Zwrócił uwagę, iż w tamtym expose przypomniał, że "że nasza droga do nowoczesnego państwa była kręta i bardzo wyboista". "Mimo to wszyscy liczyliśmy, że po geopolitycznych burzach, teraz nadeszły lata spokoju. Niestety szybko okazało się, że los znowu nie był dla nas łaskawy" - zaznaczył Morawiecki.
Pod koniec listopada prezydent Andrzej Duda zaprzysiągł nowy rząd Mateusza Morawieckiego, utworzony po wyborach parlamentarnych w tzw. pierwszym kroku konstytucyjnym.

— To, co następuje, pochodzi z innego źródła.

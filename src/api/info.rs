//! Deployment information endpoint (`GET /info`).
//!
//! Reports the normalized running version and a `deployed_at` timestamp.
//! Both are computed per request: the version sources are re-read every
//! time and the timestamp is the current UTC wall clock, not process start.

use std::sync::Arc;

use axum::{
    extract::State,
    http::{header, StatusCode},
    response::{IntoResponse, Response},
};
use chrono::{DateTime, SecondsFormat, Utc};
use serde::Serialize;
use tracing::info;

use crate::{api::AppState, error::AppError};

/// Body of `GET /info`.
#[derive(Debug, Clone, PartialEq, Eq, Serialize)]
pub struct InfoResponse {
    pub version: String,
    /// RFC 3339, UTC, second precision (`2024-05-01T12:00:00Z`).
    pub deployed_at: String,
}

impl InfoResponse {
    pub fn new(version: String, now: DateTime<Utc>) -> Self {
        Self {
            version,
            deployed_at: now.to_rfc3339_opts(SecondsFormat::Secs, true),
        }
    }
}

/// `GET /info` — normalized version plus the current UTC timestamp.
///
/// Example response:
/// ```json
/// { "version": "1.189.0", "deployed_at": "2024-05-01T12:00:00Z" }
/// ```
///
/// The body is serialized up front so an encoding failure turns into a 500
/// for this caller only, instead of a half-written 200.
pub async fn info(State(state): State<Arc<AppState>>) -> Result<Response, AppError> {
    let payload = InfoResponse::new(state.version.resolve().await, Utc::now());
    let body = serde_json::to_vec(&payload)?;

    info!(version = %payload.version, "served /info");

    Ok((
        StatusCode::OK,
        [(header::CONTENT_TYPE, "application/json")],
        body,
    )
        .into_response())
}
use std::sync::Arc;

use anyhow::Context;
use tracing::{error, info};

mod api;
mod config;
mod error;
mod healthcheck;
mod server;
mod version;

use config::Config;
use server::{shutdown_signal, Server, ShutdownOutcome};

#[tokio::main]
async fn main() -> anyhow::Result<()> {
    // Docker HEALTHCHECK entry point: hit /health and exit immediately.
    if std::env::args().nth(1).as_deref() == Some("--healthcheck") {
        let port = healthcheck::port_or_default(Config::from_env());
        std::process::exit(healthcheck::run(port).await);
    }

    tracing_subscriber::fmt()
        .with_env_filter(
            tracing_subscriber::EnvFilter::try_from_default_env()
                .unwrap_or_else(|_| "deploy_info=info,tower_http=warn".into()),
        )
        .init();

    let config = Config::from_env().context("invalid configuration")?;

    let addr = config.listen_addr();
    let state = Arc::new(api::AppState::new(config.version.clone()));
    let app = api::app(state, config.request_timeout);

    let server = Server::bind(addr, app, config.grace_period)
        .await
        .context("failed to start server")?;

    info!(
        addr = %server.local_addr()?,
        version_file = %config.version.file().display(),
        grace_secs = config.grace_period.as_secs(),
        "deploy-info listening"
    );

    match server.run(shutdown_signal()).await? {
        ShutdownOutcome::Graceful => {
            info!("server stopped");
            Ok(())
        }
        ShutdownOutcome::Forced => {
            error!("server stopped after forced shutdown");
            std::process::exit(1);
        }
    }
}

Premier Morawiecki w poniedziałek, 11 grudnia przedstawi Sejmowi expose z wnioskiem o udzielenie rządowi wotum zaufania. Jeśli go nie uzyska - a klub PiS ma 191 posłów, co nie daje większości - inicjatywę ws. wyboru premiera i rządu przejmie Sejm.
Większość, 248 posłów, ma koalicja KO, Trzeciej Drogi i Lewicy; jej kandydatem na premiera jest Donald Tusk.
Zgodnie z harmonogramem na stronie Sejmu, w poniedziałek o godzinie 16.30 posłowie przejdą do wyboru premiera w drugim kroku konstytucyjnym. Wówczas odbędzie się debata, a o godz. 20 - głosowanie nad wyborem premiera.
We wtorek 12. grudnia o godzinie 9.00 nowy Prezes Rady Ministrów przedstawi program działania oraz skład rządu wraz z wnioskiem w sprawie wyboru Rady Ministrów. Według harmonogramu głosowanie odbędzie się o godz. 15.
Sejm wybiera Prezesa Rady Ministrów oraz proponowanych przez niego członków Rady Ministrów bezwzględną większością głosów w obecności co najmniej połowy ustawowej liczby posłów.